- Born: c. 1696
- Died: 10 August 1782 Venice

= Anna Maria della Pietà =

Italian musician (c. 1696–1782)

Anna Maria della Pietà (c. 1696 – 10 August 1782), sometimes given as just Anna Maria, was an Italian violinist, composer and teacher based in the Venetian orphanage Ospedale della Pietà.

== Biography ==

Her exact date of birth is unknown because Anna Maria was an orphan at the Ospedale della Pietà (Pietà Hospital) in Venice. The orphanage was established to raise girls who would be useful to society. Babies would be dropped off through an opening barely large enough for them called a 'Scaffetta'. In 1696 she was left at the Osepedale della Pietà and was called Anna Maria, though later known as Anna Maria dal Violin and Anna Maria della Pietà. By the time she was eight her musical prowess had brought her to the attention of the heads of the school. She was taught the violin by the school music director Antonio Vivaldi.

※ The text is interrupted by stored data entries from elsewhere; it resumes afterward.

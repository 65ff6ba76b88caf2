//! The intermediate representation every conversion funnels through.

use crate::core::errors::{DoctransError, Result};
use crate::core::values::{DefaultValue, FunctionKind};
use crate::syntax::{Expr, Keyword, Stmt};
use serde::ser::{SerializeMap, Serializer};
use serde::Serialize;

/// Key under which the return value is stored
pub const RETURN_KEY: &str = "return_type";

/// One parameter or return value
#[derive(Debug, Clone, PartialEq, Default, Serialize)]
pub struct ParamVal {
    #[serde(skip_serializing_if = "Option::is_none")]
    pub typ: Option<String>,
    #[serde(skip_serializing_if = "Option::is_none")]
    pub doc: Option<String>,
    #[serde(skip_serializing_if = "Option::is_none")]
    pub default: Option<DefaultValue>,
}

impl ParamVal {
    pub fn new() -> Self {
        Self::default()
    }

    pub fn with_typ(mut self, typ: impl Into<String>) -> Self {
        self.typ = Some(typ.into());
        self
    }

    pub fn with_doc(mut self, doc: impl Into<String>) -> Self {
        self.doc = Some(doc.into());
        self
    }

    pub fn with_default(mut self, default: DefaultValue) -> Self {
        self.default = Some(default);
        self
    }

    /// True when none of `typ`, `doc`, `default` is present
    pub fn is_empty(&self) -> bool {
        self.typ.is_none() && self.doc.is_none() && self.default.is_none()
    }
}

/// Ordered mapping from parameter name to [`ParamVal`].
///
/// Insertion order is declaration order; re-inserting an existing name
/// replaces the value in place.
#[derive(Debug, Clone, PartialEq, Default)]
pub struct ParamMap {
    entries: Vec<(String, ParamVal)>,
}

impl ParamMap {
    pub fn new() -> Self {
        Self::default()
    }

    pub fn len(&self) -> usize {
        self.entries.len()
    }

    pub fn is_empty(&self) -> bool {
        self.entries.is_empty()
    }

    fn position(&self, name: &str) -> Option<usize> {
        self.entries.iter().position(|(n, _)| n == name)
    }

    pub fn contains_key(&self, name: &str) -> bool {
        self.position(name).is_some()
    }

    pub fn get(&self, name: &str) -> Option<&ParamVal> {
        self.position(name).map(|i| &self.entries[i].1)
    }

    pub fn get_mut(&mut self, name: &str) -> Option<&mut ParamVal> {
        self.position(name).map(move |i| &mut self.entries[i].1)
    }

    /// Insert or replace; returns the previous value for `name`
    pub fn insert(&mut self, name: impl Into<String>, param: ParamVal) -> Option<ParamVal> {
        let name = name.into();
        match self.position(&name) {
            Some(i) => Some(std::mem::replace(&mut self.entries[i].1, param)),
            None => {
                self.entries.push((name, param));
                None
            }
        }
    }

    /// Insert `name` at `index` (clamped to the end); an existing entry is
    /// replaced where it stands
    pub fn insert_at(&mut self, index: usize, name: impl Into<String>, param: ParamVal) {
        let name = name.into();
        match self.position(&name) {
            Some(i) => self.entries[i].1 = param,
            None => {
                let index = index.min(self.entries.len());
                self.entries.insert(index, (name, param));
            }
        }
    }

    /// Index of `name` in declaration order
    pub fn index_of(&self, name: &str) -> Option<usize> {
        self.position(name)
    }

    /// Existing entry for `name`, or a fresh empty one appended at the end
    pub fn entry(&mut self, name: &str) -> &mut ParamVal {
        let i = match self.position(name) {
            Some(i) => i,
            None => {
                self.entries.push((name.to_string(), ParamVal::default()));
                self.entries.len() - 1
            }
        };
        &mut self.entries[i].1
    }

    /// Remove preserving the order of the remaining entries
    pub fn remove(&mut self, name: &str) -> Option<ParamVal> {
        self.position(name).map(|i| self.entries.remove(i).1)
    }

    /// Rename in place; false when `from` is absent or `to` already exists
    pub fn rename(&mut self, from: &str, to: &str) -> bool {
        if self.contains_key(to) {
            return false;
        }
        match self.position(from) {
            Some(i) => {
                self.entries[i].0 = to.to_string();
                true
            }
            None => false,
        }
    }

    pub fn iter(&self) -> impl Iterator<Item = (&str, &ParamVal)> {
        self.entries.iter().map(|(n, p)| (n.as_str(), p))
    }

    pub fn iter_mut(&mut self) -> impl Iterator<Item = (&str, &mut ParamVal)> {
        self.entries.iter_mut().map(|(n, p)| (n.as_str(), p))
    }

    pub fn keys(&self) -> impl Iterator<Item = &str> {
        self.entries.iter().map(|(n, _)| n.as_str())
    }
}

impl FromIterator<(String, ParamVal)> for ParamMap {
    fn from_iter<I: IntoIterator<Item = (String, ParamVal)>>(iter: I) -> Self {
        let mut map = ParamMap::new();
        for (name, param) in iter {
            map.insert(name, param);
        }
        map
    }
}

impl IntoIterator for ParamMap {
    type Item = (String, ParamVal);
    type IntoIter = std::vec::IntoIter<(String, ParamVal)>;

    fn into_iter(self) -> Self::IntoIter {
        self.entries.into_iter()
    }
}

impl Serialize for ParamMap {
    fn serialize<S: Serializer>(&self, serializer: S) -> std::result::Result<S::Ok, S::Error> {
        let mut map = serializer.serialize_map(Some(self.entries.len()))?;
        for (name, param) in &self.entries {
            map.serialize_entry(name, param)?;
        }
        map.end()
    }
}

/// One callable or record signature
#[derive(Debug, Clone, PartialEq, Default, Serialize)]
pub struct IntermediateRepr {
    pub name: Option<String>,
    #[serde(rename = "type")]
    pub kind: Option<FunctionKind>,
    pub doc: Option<String>,
    pub params: ParamMap,
    #[serde(serialize_with = "serialize_returns")]
    pub returns: Option<ParamVal>,
    /// Statements carried through conversions unchanged
    #[serde(skip)]
    pub body: Vec<Stmt>,
    /// Decorators, async-ness and bases of the parsed construct
    #[serde(skip)]
    pub header: Header,
}

/// Parts of a `def`/`class` header the signature does not describe.
///
/// Only the emitter for the same kind of construct reproduces them.
#[derive(Debug, Clone, PartialEq, Default)]
pub enum Header {
    #[default]
    Bare,
    Function {
        decorators: Vec<Expr>,
        is_async: bool,
    },
    Class {
        decorators: Vec<Expr>,
        bases: Vec<Expr>,
        keywords: Vec<Keyword>,
    },
}

impl Header {
    /// `Bare` unless there is a decorator or the function is async
    pub fn function(decorators: Vec<Expr>, is_async: bool) -> Self {
        if decorators.is_empty() && !is_async {
            return Self::Bare;
        }
        Self::Function {
            decorators,
            is_async,
        }
    }

    /// `Bare` unless there is a decorator, a keyword or a base other than
    /// `object`
    pub fn class(decorators: Vec<Expr>, bases: Vec<Expr>, keywords: Vec<Keyword>) -> Self {
        let bases: Vec<Expr> = bases
            .into_iter()
            .filter(|base| !matches!(base, Expr::Name(id) if id == "object"))
            .collect();
        if decorators.is_empty() && bases.is_empty() && keywords.is_empty() {
            return Self::Bare;
        }
        Self::Class {
            decorators,
            bases,
            keywords,
        }
    }
}

fn serialize_returns<S: Serializer>(
    returns: &Option<ParamVal>,
    serializer: S,
) -> std::result::Result<S::Ok, S::Error> {
    match returns {
        Some(param) => {
            let mut map = serializer.serialize_map(Some(1))?;
            map.serialize_entry(RETURN_KEY, param)?;
            map.end()
        }
        None => serializer.serialize_none(),
    }
}

impl IntermediateRepr {
    pub fn new() -> Self {
        Self::default()
    }

    pub fn named(name: impl Into<String>) -> Self {
        Self {
            name: Some(name.into()),
            ..Self::default()
        }
    }

    pub fn with_doc(mut self, doc: impl Into<String>) -> Self {
        self.doc = Some(doc.into());
        self
    }

    pub fn with_param(mut self, name: impl Into<String>, param: ParamVal) -> Self {
        self.params.insert(name, param);
        self
    }

    pub fn with_returns(mut self, returns: ParamVal) -> Self {
        self.returns = Some(returns);
        self
    }

    /// The returns entry, created empty when absent
    pub fn returns_mut(&mut self) -> &mut ParamVal {
        self.returns.get_or_insert_with(ParamVal::default)
    }

    /// Drop a returns entry that ended up carrying nothing
    pub fn prune_empty_returns(&mut self) {
        if self.returns.as_ref().is_some_and(ParamVal::is_empty) {
            self.returns = None;
        }
    }

    /// Check the "no fully empty ParamVal" invariant
    pub fn validate(&self) -> Result<()> {
        if let Some((name, _)) = self.params.iter().find(|(_, p)| p.is_empty()) {
            return Err(DoctransError::EmptyParam(name.to_string()));
        }
        if self.returns.as_ref().is_some_and(ParamVal::is_empty) {
            return Err(DoctransError::EmptyParam(RETURN_KEY.to_string()));
        }
        Ok(())
    }
}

Anna Maria in turn taught Chiara della Pietà and Santa della Pietà. Many of the concertos written by Vivaldi were written especially for her. She remained at the orphanage her whole life. Her music brought tourists to hear her and the orchestra play. An anonymous poet wrote that when she played, "countless angels dared to hover near". In 1720, at the age of 24, she was dubbed "Maestra", and by 1737 she had attained the leadership posts of maestra di violino and maestra di coro. Anna Maria also played the cello, oboe, lute, mandolin, harpsichord, and viola d'amore. Anna Maria composed music and performed publicly for more than 60 years, dying of a fever and cough in Venice on 10 August 1782.